The above story are excerpts from Candy Sagon
Washington Post Staff Writer
2002
I was going to research the history of the 9x13 baking dish and came across this Ode to a 9x13 pan.
I couldn't have said it better.
In researching recipes for this story, I decided to focus on 1960's Classic American Desserts made in the 9x13 pan.
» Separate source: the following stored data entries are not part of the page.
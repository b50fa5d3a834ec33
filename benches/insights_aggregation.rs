//! Throughput of insights aggregation over growing histories.

use chrono::{Duration, TimeZone, Utc};
use criterion::{black_box, criterion_group, criterion_main, BenchmarkId, Criterion};
use uuid::Uuid;

use docaudit::domain::models::{
    AnalysisRecord, BiasInstance, ExtendedSections, FactCheck, FactVerification, InsightsConfig, Severity, Swot,
};
use docaudit::services::aggregate;

const SEVERITIES: [Severity; 4] = [Severity::Low, Severity::Medium, Severity::High, Severity::Critical];

fn record(i: usize, now: chrono::DateTime<Utc>) -> AnalysisRecord {
    let id = Uuid::new_v4();
    let verdicts = ["VERIFIED", "CONTRADICTED", "UNVERIFIABLE"];
    AnalysisRecord {
        id,
        document_id: Uuid::new_v4(),
        overall_score: (i * 37 % 101) as f64,
        noise_score: (i * 13 % 40) as f64,
        summary: format!("analysis {i}"),
        sections: ExtendedSections {
            fact_check: Some(FactCheck {
                score: 70.0,
                verifications: (0..4)
                    .map(|j| FactVerification {
                        claim: format!("claim {j}"),
                        verdict: verdicts[(i + j) % verdicts.len()].to_string(),
                        explanation: None,
                    })
                    .collect(),
            }),
            swot: Some(Swot {
                strengths: vec!["Strong brand".into(), format!("Asset {}", i % 7)],
                weaknesses: vec!["Thin margins".into()],
                opportunities: vec![format!("Market {}", i % 5)],
                threats: vec!["Regulation".into()],
            }),
            ..Default::default()
        },
        biases: (0..3)
            .map(|j| BiasInstance {
                id: Uuid::new_v4(),
                analysis_id: id,
                bias_type: format!("bias_{}", (i + j) % 9),
                severity: SEVERITIES[(i + j) % SEVERITIES.len()],
                excerpt: String::new(),
                explanation: String::new(),
                suggestion: String::new(),
                confidence: 0.8,
            })
            .collect(),
        created_at: now - Duration::hours((i * 7) as i64),
    }
}

fn bench_aggregate(c: &mut Criterion) {
    let now = Utc.with_ymd_and_hms(2026, 3, 18, 12, 0, 0).single().unwrap_or_else(Utc::now);
    let config = InsightsConfig::default();
    let type_counts: Vec<(String, u64)> = (0..9).map(|i| (format!("bias_{i}"), 10 + i)).collect();
    let severity_counts: Vec<(Severity, u64)> = SEVERITIES.iter().map(|s| (*s, 25)).collect();

    let mut group = c.benchmark_group("insights_aggregate");
    for size in [10usize, 100, 1_000, 10_000] {
        let records: Vec<AnalysisRecord> = (0..size).map(|i| record(i, now)).collect();
        group.bench_with_input(BenchmarkId::from_parameter(size), &records, |b, records| {
            b.iter(|| {
                aggregate(
                    black_box(records),
                    size as u64,
                    &type_counts,
                    &severity_counts,
                    now,
                    &config,
                )
            });
        });
    }
    group.finish();
}

criterion_group!(benches, bench_aggregate);
criterion_main!(benches);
I felt it was appropriate for the "Hippy in the Kitchen Blog."
These would have been the desserts that we took to Church functions, School functions, Barbecues, Picnics, to friends homes when we were asked to bring "something."
These are what I consider the Tacky American Desserts that everyone loves.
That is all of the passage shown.